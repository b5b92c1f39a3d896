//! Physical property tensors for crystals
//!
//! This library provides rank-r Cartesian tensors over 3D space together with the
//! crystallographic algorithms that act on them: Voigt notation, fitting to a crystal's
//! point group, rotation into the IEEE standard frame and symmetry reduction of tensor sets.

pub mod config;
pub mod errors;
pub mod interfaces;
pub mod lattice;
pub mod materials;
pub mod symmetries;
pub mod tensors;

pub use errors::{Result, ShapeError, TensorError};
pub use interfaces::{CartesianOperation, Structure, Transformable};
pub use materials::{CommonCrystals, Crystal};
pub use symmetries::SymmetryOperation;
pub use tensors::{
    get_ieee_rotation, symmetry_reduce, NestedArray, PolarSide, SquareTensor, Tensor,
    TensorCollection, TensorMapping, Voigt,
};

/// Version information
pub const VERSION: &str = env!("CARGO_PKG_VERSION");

--------------------

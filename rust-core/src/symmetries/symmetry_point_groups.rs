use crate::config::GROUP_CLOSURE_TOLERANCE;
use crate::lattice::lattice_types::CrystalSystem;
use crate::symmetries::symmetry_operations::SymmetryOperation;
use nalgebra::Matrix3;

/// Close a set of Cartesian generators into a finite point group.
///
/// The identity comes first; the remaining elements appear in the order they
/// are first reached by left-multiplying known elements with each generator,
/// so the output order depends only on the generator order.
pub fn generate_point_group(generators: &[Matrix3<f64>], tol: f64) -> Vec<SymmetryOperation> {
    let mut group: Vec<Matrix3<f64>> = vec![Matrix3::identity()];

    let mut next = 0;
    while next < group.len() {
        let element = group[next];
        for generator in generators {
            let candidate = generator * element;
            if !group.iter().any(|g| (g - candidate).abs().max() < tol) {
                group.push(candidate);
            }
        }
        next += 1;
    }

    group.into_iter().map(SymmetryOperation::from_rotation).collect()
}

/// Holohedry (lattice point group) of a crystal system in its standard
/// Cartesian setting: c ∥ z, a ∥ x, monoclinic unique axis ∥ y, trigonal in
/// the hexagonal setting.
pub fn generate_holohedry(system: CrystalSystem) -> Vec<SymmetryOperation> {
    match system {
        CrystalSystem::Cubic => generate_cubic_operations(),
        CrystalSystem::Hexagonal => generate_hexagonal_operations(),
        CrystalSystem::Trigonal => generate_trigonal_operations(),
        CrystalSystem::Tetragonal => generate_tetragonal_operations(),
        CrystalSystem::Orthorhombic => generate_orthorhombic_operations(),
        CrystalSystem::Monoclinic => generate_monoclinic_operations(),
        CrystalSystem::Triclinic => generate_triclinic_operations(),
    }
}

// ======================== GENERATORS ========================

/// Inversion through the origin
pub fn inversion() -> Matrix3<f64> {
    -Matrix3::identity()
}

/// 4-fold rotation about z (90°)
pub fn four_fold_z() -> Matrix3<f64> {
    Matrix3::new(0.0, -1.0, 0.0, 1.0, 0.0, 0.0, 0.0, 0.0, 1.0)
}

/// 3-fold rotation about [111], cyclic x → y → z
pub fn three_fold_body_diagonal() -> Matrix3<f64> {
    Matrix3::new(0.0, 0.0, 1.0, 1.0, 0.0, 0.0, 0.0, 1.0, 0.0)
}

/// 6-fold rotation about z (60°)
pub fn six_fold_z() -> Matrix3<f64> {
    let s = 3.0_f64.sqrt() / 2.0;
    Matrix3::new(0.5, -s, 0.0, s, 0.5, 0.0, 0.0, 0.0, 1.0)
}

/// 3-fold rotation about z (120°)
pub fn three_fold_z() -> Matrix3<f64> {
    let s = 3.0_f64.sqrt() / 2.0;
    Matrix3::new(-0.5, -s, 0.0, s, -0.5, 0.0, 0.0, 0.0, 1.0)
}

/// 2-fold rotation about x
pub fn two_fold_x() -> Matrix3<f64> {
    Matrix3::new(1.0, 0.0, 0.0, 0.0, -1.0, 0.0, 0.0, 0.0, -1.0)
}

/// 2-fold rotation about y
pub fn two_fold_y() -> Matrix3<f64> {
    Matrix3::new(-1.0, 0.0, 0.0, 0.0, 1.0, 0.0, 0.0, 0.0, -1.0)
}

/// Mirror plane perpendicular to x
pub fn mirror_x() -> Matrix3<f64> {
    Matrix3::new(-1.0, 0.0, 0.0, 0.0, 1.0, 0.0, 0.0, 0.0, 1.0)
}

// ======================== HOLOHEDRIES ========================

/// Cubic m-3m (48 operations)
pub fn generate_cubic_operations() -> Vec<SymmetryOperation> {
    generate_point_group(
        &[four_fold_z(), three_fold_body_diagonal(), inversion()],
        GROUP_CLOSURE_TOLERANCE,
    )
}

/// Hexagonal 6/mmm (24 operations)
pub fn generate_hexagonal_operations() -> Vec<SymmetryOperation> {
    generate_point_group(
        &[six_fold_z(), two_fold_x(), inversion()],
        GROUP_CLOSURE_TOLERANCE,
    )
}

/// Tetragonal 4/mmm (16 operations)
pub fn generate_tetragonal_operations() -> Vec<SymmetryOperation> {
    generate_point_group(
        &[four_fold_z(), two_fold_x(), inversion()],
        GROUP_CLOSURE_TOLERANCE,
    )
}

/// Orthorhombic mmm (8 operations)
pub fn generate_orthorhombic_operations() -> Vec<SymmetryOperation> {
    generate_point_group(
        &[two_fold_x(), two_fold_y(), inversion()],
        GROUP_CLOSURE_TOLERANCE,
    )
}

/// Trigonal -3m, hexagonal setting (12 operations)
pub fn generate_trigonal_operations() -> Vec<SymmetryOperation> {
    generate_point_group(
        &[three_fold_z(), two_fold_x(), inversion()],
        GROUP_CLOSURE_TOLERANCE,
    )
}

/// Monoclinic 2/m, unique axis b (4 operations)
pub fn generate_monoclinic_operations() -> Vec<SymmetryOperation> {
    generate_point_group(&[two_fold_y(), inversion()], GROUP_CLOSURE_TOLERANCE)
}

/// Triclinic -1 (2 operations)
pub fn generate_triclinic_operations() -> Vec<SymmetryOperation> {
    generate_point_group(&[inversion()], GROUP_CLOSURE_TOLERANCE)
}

--------------------

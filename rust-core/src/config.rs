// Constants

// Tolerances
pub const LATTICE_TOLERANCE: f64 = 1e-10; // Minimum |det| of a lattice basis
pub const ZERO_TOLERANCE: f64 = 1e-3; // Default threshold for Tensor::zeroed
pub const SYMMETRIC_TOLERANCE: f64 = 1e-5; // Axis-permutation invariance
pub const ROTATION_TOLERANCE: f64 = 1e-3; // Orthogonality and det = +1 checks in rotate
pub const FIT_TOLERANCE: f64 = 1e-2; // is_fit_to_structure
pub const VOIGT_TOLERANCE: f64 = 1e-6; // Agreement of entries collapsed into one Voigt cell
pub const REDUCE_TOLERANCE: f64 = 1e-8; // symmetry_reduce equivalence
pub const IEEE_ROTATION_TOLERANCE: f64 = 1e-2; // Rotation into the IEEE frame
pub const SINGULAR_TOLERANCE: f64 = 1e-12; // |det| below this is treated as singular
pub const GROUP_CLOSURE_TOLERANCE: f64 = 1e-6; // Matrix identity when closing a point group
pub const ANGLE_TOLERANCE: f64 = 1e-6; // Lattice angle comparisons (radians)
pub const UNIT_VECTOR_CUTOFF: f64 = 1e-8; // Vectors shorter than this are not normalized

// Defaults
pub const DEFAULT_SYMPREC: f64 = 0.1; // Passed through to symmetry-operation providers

--------------------

→ Work instructions:
Could you return exactly the stretch of the data above that starts at the line with "pub const GROUP_CLOSURE_TOLERANCE: f64" and ends at the line with "pub const DEFAULT_SYMPREC: f64", both lines included?

→ Exercise output:
pub const GROUP_CLOSURE_TOLERANCE: f64 = 1e-6; // Matrix identity when closing a point group
pub const ANGLE_TOLERANCE: f64 = 1e-6; // Lattice angle comparisons (radians)
pub const UNIT_VECTOR_CUTOFF: f64 = 1e-8; // Vectors shorter than this are not normalized

// Defaults
pub const DEFAULT_SYMPREC: f64 = 0.1; // Passed through to symmetry-operation providers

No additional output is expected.